Let me be clear here: I'm not trying to take away SB's NE cluster transportation. I suppose that might be "equitable" -- in the same sense that closing all the alternative schools would be equitable: all children would have equal access, that is, zero. But if the district can bus kids from Lake City to Ballard, why can't they bus them from Ballard to Northgate?

snaffles said...

Is there anyway that Board members could parlimentarilly vote to put school closures on hold until they know for sure where students want to go?

It seems that there is way to much confusion of numbers for capacity and where students are able to go to actually make informed decisions.

I find it very disappointing that each time a new plan is proposed the School Board and Superintendent back it by a statistical argument, based on a new survey tailored to what they want.
It is a total waste of taxpayer dollars. And the students lose in the end.

Unknown said...

Watch out for the Design Teams. Check out who is on them, who or what they are connected to. The possibility that special interest or selection will happen is extremely high. At Ingraham the Design Team was hand picked by the Principal. So please investigate and check the Design Teams credentials and credibility.

On the subject of Ingraham, Why is the building project still in the Boards plans? The capacity report shows the school as having 300 empty seats. The Schools own assesment indicates that only 32% of the students chose the school as a 1st choice. And that only 68.5% want to return. These numbers place Ingraham tied for 2nd in the lowest numbers for schools. Why is there going to be an addition?

Wouldn't it serve the Students better if the money for the addition went into schools for elementary students? Especially elementary schools in the North end?

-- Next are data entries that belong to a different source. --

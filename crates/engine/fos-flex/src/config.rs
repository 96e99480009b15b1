//! Layout configuration

use serde::{Deserialize, Serialize};

use crate::Size;

/// Layout engine configuration
#[derive(Debug, Clone, PartialEq, Serialize, Deserialize)]
#[serde(default)]
pub struct Config {
    /// Platform viewport, used to resolve `position: fixed`
    pub viewport: Size,

    /// Log every assigned frame at debug level
    pub debug_log_frames: bool,
}

impl Config {
    pub fn with_viewport(mut self, width: i32, height: i32) -> Self {
        self.viewport = Size::new(width, height);
        self
    }
}

impl Default for Config {
    fn default() -> Self {
        Self {
            // No platform viewport until the host provides one
            viewport: Size::ZERO,
            debug_log_frames: false,
        }
    }
}
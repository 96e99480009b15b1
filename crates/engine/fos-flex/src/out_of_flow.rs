//! Out-of-flow Resolver
//!
//! `position: absolute` and `position: fixed` children. They never take part
//! in sibling flow; each axis is resolved on its own from the `left/right`
//! (`top/bottom`) offsets, or from the container's justify/align rules when
//! neither offset is set.

use crate::measure::measure_node;
use crate::position::rounded_div;
use crate::{AlignItems, Axis, Config, Frame, JustifyContent, LayoutTree, NodeId, Size, SizeConstraint, Style};

// ============================================================================
// Measure
// ============================================================================

/// Measure an absolute child against its container's extent
pub(crate) fn measure_absolute(tree: &mut LayoutTree, child: NodeId, extent: Size, config: &Config) -> Size {
    let style = *tree.node(child).style();
    let width = available(&style, Axis::Horizontal, extent.width);
    let height = available(&style, Axis::Vertical, extent.height);
    measure_node(tree, child, SizeConstraint::at_most(width), SizeConstraint::at_most(height), config)
}

/// Measure a fixed child against the viewport, inset by the root's padding and border
pub(crate) fn measure_fixed(tree: &mut LayoutTree, child: NodeId, config: &Config) -> Size {
    let root = tree.root_of(child);
    let root_style = tree.node(root).style();
    let extent = Size::new(
        config.viewport.width - root_style.box_extent(Axis::Horizontal),
        config.viewport.height - root_style.box_extent(Axis::Vertical),
    );
    measure_absolute(tree, child, extent, config)
}

fn available(style: &Style, axis: Axis, extent: i32) -> i32 {
    style
        .size(axis)
        .unwrap_or(extent)
        .saturating_sub(style.inset_start(axis).unwrap_or(0))
        .saturating_sub(style.inset_end(axis).unwrap_or(0))
        .saturating_sub(style.margin.sum(axis))
        .max(0)
}

// ============================================================================
// Placement
// ============================================================================

/// Where an item sits inside free space
#[derive(Debug, Clone, Copy, PartialEq, Eq)]
enum Placement {
    Start,
    Center,
    End,
}

/// Frame of an out-of-flow child inside a container of size `extent`
pub(crate) fn place(container: &Style, child: &Style, measured: Size, extent: Size) -> Frame {
    let horizontal = span(container, child, measured, Axis::Horizontal, extent.width);
    let vertical = span(container, child, measured, Axis::Vertical, extent.height);
    Frame::from_spans(Axis::Horizontal, horizontal, vertical)
}

fn span(container: &Style, child: &Style, measured: Size, axis: Axis, extent: i32) -> (i32, i32) {
    let size = measured.along(axis);
    let lead = child.margin.start(axis) + container.border_width;
    let trail = child.margin.end(axis) + container.border_width;

    match (child.inset_start(axis), child.inset_end(axis)) {
        (None, None) => {
            let start = fallback_offset(container, child, size, axis, extent)
                + lead
                + container.padding.start(axis);
            (start, start + size)
        }
        (Some(start), Some(end)) if child.size(axis).is_none() => {
            let start = start + lead;
            // An inverted span collapses at the start edge
            let end = (extent - end - trail).max(start);
            (start, end)
        }
        (Some(start), _) => (start + lead, start + lead + size),
        (None, Some(end)) => {
            let end = extent - end - trail;
            (end - size, end)
        }
    }
}

/// Offset of a lone item placed by the container's own alignment rules
fn fallback_offset(container: &Style, child: &Style, size: i32, axis: Axis, extent: i32) -> i32 {
    let free = extent - container.box_extent(axis) - child.margin.sum(axis) - size;

    let placement = if axis == container.direction.main_axis() {
        let reversed = container.direction.is_reversed();
        match container.justify_content {
            JustifyContent::FlexStart | JustifyContent::SpaceBetween if reversed => Placement::End,
            JustifyContent::FlexStart | JustifyContent::SpaceBetween => Placement::Start,
            JustifyContent::FlexEnd if reversed => Placement::Start,
            JustifyContent::FlexEnd => Placement::End,
            JustifyContent::Center | JustifyContent::SpaceAround => Placement::Center,
        }
    } else {
        // Out-of-flow items never stretch
        match child.alignment_in(container) {
            AlignItems::FlexStart | AlignItems::Stretch => Placement::Start,
            AlignItems::FlexEnd => Placement::End,
            AlignItems::Center => Placement::Center,
        }
    };

    match placement {
        Placement::Start => 0,
        Placement::Center => rounded_div(free, 2),
        Placement::End => free,
    }
}
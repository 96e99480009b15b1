//! fOS Flex
//!
//! Flexbox measure and layout core.
//!
//! Computes integer geometry for a tree of styled boxes in two passes:
//! - Measure: bottom-up, each node sized against width/height constraints
//! - Layout: top-down, each node given a frame relative to its parent
//!
//! Supported:
//! - Row and column flow, forward and reversed
//! - Single-line and wrapping containers (including wrap-reverse)
//! - `flex` grow factors, `order`, `justify-content`, `align-items`/`align-self`
//! - Margins, padding, uniform borders, min/max sizes
//! - `position: absolute` and `position: fixed`
//! - `display: none` subtrees collapsing to zero frames
//!
//! # Example
//! ```rust
//! use fos_flex::{Config, LayoutEngine, LayoutTree, Style, JustifyContent};
//!
//! let mut tree = LayoutTree::new();
//! let root = tree.create_node(Style {
//!     justify_content: JustifyContent::SpaceBetween,
//!     ..Default::default()
//! });
//! let item = tree.create_node(Style { width: Some(50), ..Default::default() });
//! tree.append_child(root, item)?;
//!
//! let engine = LayoutEngine::new(Config::default().with_viewport(300, 100));
//! engine.compute(&mut tree, root)?;
//! assert_eq!(tree.frame(item).map(|f| f.width()), Some(50));
//! # Ok::<(), fos_flex::LayoutError>(())
//! ```

mod axis;
mod config;
mod constraint;
mod engine;
mod error;
mod items;
mod lines;
mod measure;
mod out_of_flow;
mod position;
mod style;
mod tree;

pub use axis::Axis;
pub use config::Config;
pub use constraint::{dimension, MeasureMode, Size, SizeConstraint, UNDEFINED};
pub use engine::LayoutEngine;
pub use error::{LayoutError, TreeError};
pub use style::{
    AlignItems, Display, Edges, FlexDirection, FlexWrap, JustifyContent, Position, Style,
};
pub use tree::{Ancestors, Frame, LayoutNode, LayoutTree, Measure, NodeId};

/// Crate version
pub const VERSION: &str = env!("CARGO_PKG_VERSION");
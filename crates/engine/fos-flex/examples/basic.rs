//! Lay out a small app shell and print every frame
//!
//! Run with `RUST_LOG=fos_flex=debug` to see the passes.

use fos_flex::{
    AlignItems, Config, Edges, FlexDirection, JustifyContent, LayoutEngine, LayoutTree, NodeId,
    Position, Size, SizeConstraint, Style,
};
use tracing_subscriber::EnvFilter;

fn main() -> anyhow::Result<()> {
    tracing_subscriber::fmt()
        .with_env_filter(EnvFilter::try_from_default_env().unwrap_or_else(|_| EnvFilter::new("info")))
        .init();

    let mut tree = LayoutTree::new();
    let root = tree.create_node(Style {
        direction: FlexDirection::Column,
        ..Default::default()
    });

    let header = tree.create_node(Style {
        height: Some(48),
        justify_content: JustifyContent::SpaceBetween,
        align_items: AlignItems::Center,
        padding: Edges::new(0, 16, 0, 16),
        ..Default::default()
    });
    let title = tree.create_leaf(Style::default(), |_w: SizeConstraint, _h: SizeConstraint| Size::new(120, 20));
    let menu = tree.create_node(Style { width: Some(24), height: Some(24), ..Default::default() });

    let body = tree.create_node(Style { flex: 1.0, ..Default::default() });
    let sidebar = tree.create_node(Style { width: Some(200), ..Default::default() });
    let content = tree.create_node(Style {
        flex: 1.0,
        padding: Edges::all(12),
        ..Default::default()
    });

    let toast = tree.create_node(Style {
        position: Position::Fixed,
        right: Some(16),
        bottom: Some(16),
        width: Some(240),
        height: Some(56),
        ..Default::default()
    });

    tree.append_child(root, header)?;
    tree.append_child(header, title)?;
    tree.append_child(header, menu)?;
    tree.append_child(root, body)?;
    tree.append_child(body, sidebar)?;
    tree.append_child(body, content)?;
    tree.append_child(root, toast)?;

    let engine = LayoutEngine::new(Config::default().with_viewport(1024, 768));
    let size = engine.compute(&mut tree, root)?;
    println!("root {}x{}", size.width, size.height);

    print_tree(&tree, root, 0);
    Ok(())
}

fn print_tree(tree: &LayoutTree, id: NodeId, depth: usize) {
    if let Some(frame) = tree.absolute_frame(id) {
        println!(
            "{:indent$}{} ({}, {}) {}x{}",
            "",
            id,
            frame.left,
            frame.top,
            frame.width(),
            frame.height(),
            indent = depth * 2
        );
    }
    for &child in tree.children(id) {
        print_tree(tree, child, depth + 1);
    }
}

Can anyone explain why the addition should be added to Ingraham?

Thanks

Melissa Westbrook said...

Snaffles, yes, the Board could vote to table the whole thing if they wanted. But you do have to realize they have to work with the Superintendent and she and her staff have been working very hard and to see it stop might hurt the relationship between the Board and the Super. The question might be; where do the Board's loyalties lie versus what is their responsibility to the voters/parents?

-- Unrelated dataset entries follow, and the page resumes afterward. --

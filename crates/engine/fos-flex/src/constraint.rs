//! Size Constraints
//!
//! How much space a node may use along one axis, and how strictly.

use serde::{Deserialize, Serialize};

use crate::Axis;

/// Raw sentinel for "property not set"
///
/// Hosts that hand over raw integers use this value for unset lengths.
/// Inside the crate unset lengths are `None`; see [`dimension`].
pub const UNDEFINED: i32 = i32::MAX;

/// Convert a raw host length into an optional dimension
pub fn dimension(raw: i32) -> Option<i32> {
    if raw == UNDEFINED { None } else { Some(raw) }
}

/// How strictly a constraint value applies
#[derive(Debug, Clone, Copy, Default, PartialEq, Eq, Hash, Serialize, Deserialize)]
pub enum MeasureMode {
    /// The node must be exactly this size
    Exactly,
    /// The node may be at most this size
    AtMost,
    /// No limit; the value is only a hint
    #[default]
    Unspecified,
}

/// Available space along one axis
#[derive(Debug, Clone, Copy, Default, PartialEq, Eq, Hash)]
pub struct SizeConstraint {
    pub value: i32,
    pub mode: MeasureMode,
}

impl SizeConstraint {
    pub fn new(value: i32, mode: MeasureMode) -> Self {
        debug_assert!(
            mode == MeasureMode::Unspecified || value != UNDEFINED,
            "UNDEFINED used as a {mode:?} constraint"
        );
        Self { value: value.max(0), mode }
    }

    pub fn exactly(value: i32) -> Self {
        Self::new(value, MeasureMode::Exactly)
    }

    pub fn at_most(value: i32) -> Self {
        Self::new(value, MeasureMode::AtMost)
    }

    pub fn unspecified(value: i32) -> Self {
        Self::new(value, MeasureMode::Unspecified)
    }

    pub fn is_exact(&self) -> bool {
        self.mode == MeasureMode::Exactly
    }

    pub fn is_unspecified(&self) -> bool {
        self.mode == MeasureMode::Unspecified
    }

    /// `AtMost(value)`, unless this constraint is unspecified
    pub(crate) fn bounded(&self, value: i32) -> Self {
        if self.is_unspecified() {
            Self::unspecified(value)
        } else {
            Self::at_most(value)
        }
    }

    /// Same mode, value reduced by `amount` (floored at zero)
    pub(crate) fn shrink(&self, amount: i32) -> Self {
        Self {
            value: self.value.saturating_sub(amount).max(0),
            mode: self.mode,
        }
    }
}

/// A measured size
#[derive(Debug, Clone, Copy, Default, PartialEq, Eq, Hash, Serialize, Deserialize)]
pub struct Size {
    pub width: i32,
    pub height: i32,
}

impl Size {
    pub const ZERO: Size = Size { width: 0, height: 0 };

    /// Create a size; negative components are clamped to zero
    pub fn new(width: i32, height: i32) -> Self {
        Self {
            width: width.max(0),
            height: height.max(0),
        }
    }

    /// Build from main/cross extents
    pub fn from_axes(main_axis: Axis, main: i32, cross: i32) -> Self {
        let (width, height) = main_axis.to_physical(main, cross);
        Self::new(width, height)
    }

    /// Extent along `axis`
    #[inline]
    pub fn along(&self, axis: Axis) -> i32 {
        axis.pick(self.width, self.height)
    }

    /// Component-wise maximum
    pub fn max(self, other: Size) -> Size {
        Size {
            width: self.width.max(other.width),
            height: self.height.max(other.height),
        }
    }
}
//! Layout Engine - entry points for the measure and layout passes

use crate::measure::measure_node;
use crate::position::{layout_node, SubtreeState};
use crate::{Config, Frame, LayoutError, LayoutTree, NodeId, Size, SizeConstraint};

/// Runs the two layout passes over a [`LayoutTree`]
#[derive(Debug, Clone, Default)]
pub struct LayoutEngine {
    config: Config,
}

impl LayoutEngine {
    /// Create a new engine with the given configuration
    pub fn new(config: Config) -> Self {
        tracing::info!(
            "fOS Flex {} initialized (viewport {}x{})",
            crate::VERSION,
            config.viewport.width,
            config.viewport.height
        );
        Self { config }
    }

    /// Get engine configuration
    pub fn config(&self) -> &Config {
        &self.config
    }

    /// Measure pass: size `node` and its subtree against the given constraints
    ///
    /// Every node in the subtree caches its measured size, which the layout
    /// pass reads back.
    pub fn measure(
        &self,
        tree: &mut LayoutTree,
        node: NodeId,
        width: SizeConstraint,
        height: SizeConstraint,
    ) -> Result<Size, LayoutError> {
        if !tree.contains(node) {
            return Err(LayoutError::NodeNotFound(node));
        }
        Ok(measure_node(tree, node, width, height, &self.config))
    }

    /// Layout pass: place `node` at `frame` and position its subtree
    ///
    /// `node` must have been measured since its last invalidation.
    pub fn layout(&self, tree: &mut LayoutTree, node: NodeId, frame: Frame) -> Result<(), LayoutError> {
        let measured = tree
            .get(node)
            .ok_or(LayoutError::NodeNotFound(node))?
            .measured_size();
        if measured.is_none() {
            return Err(LayoutError::NotMeasured(node));
        }

        layout_node(tree, node, frame, SubtreeState::Displayed, &self.config);
        Ok(())
    }

    /// Measure `node` to exactly fill the viewport, then lay it out at the origin
    pub fn compute(&self, tree: &mut LayoutTree, node: NodeId) -> Result<Size, LayoutError> {
        let viewport = self.config.viewport;
        let size = self.measure(
            tree,
            node,
            SizeConstraint::exactly(viewport.width),
            SizeConstraint::exactly(viewport.height),
        )?;
        self.layout(tree, node, Frame::from_size(size))?;

        tracing::info!("Layout complete: {} nodes", subtree_len(tree, node));
        Ok(size)
    }
}

fn subtree_len(tree: &LayoutTree, node: NodeId) -> usize {
    let mut count = 0;
    let mut stack = vec![node];
    while let Some(id) = stack.pop() {
        count += 1;
        stack.extend_from_slice(tree.children(id));
    }
    count
}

Sam, the BEX money can be used for any capital project. When they come out with a list, it is to help voters see, in specific, how different schools need to be rebuilt and why. The Facilities department is very much the tail that wags the dog in this district. Where the Super and the Board might step in, say in curriculum, programs, etc., they take a largely hands off approach to Facilities because of a lack of expertise.

It's Facilities goal to redo every high school (and do them all before going on to middle schools). Now, it looks like Ingraham, RBHS and Sealth will likely not get the total redos of Roosevelt, Ballard, West Seattle, etc. But Sealth and Ingraham have been getting major upgrades since the BEX program started. RBHS, not so much and now I see that their modest project seems to have fallen off the BEX schedule. (I have a call into Facilities as to why that is.)

But the Board could very well direct the district to use those funds to update an elementary school or start rebuilding one in the NE or anywhere else. Facilities will tell you they would lose money on projects already in design, they've likely signed contracts, etc. The problem is that the list was wrong to begin with but no one was really paying attention and now it's too late.

Also, Facilities moves money around like you wouldn't believe. It is hard at any given time to know how much they have, where it is going and how far over budget they are on projects. (I think Garfield went about $25M over budget so try to find that money.)

Can't wait for that State Auditor's report this spring on the district's capital program.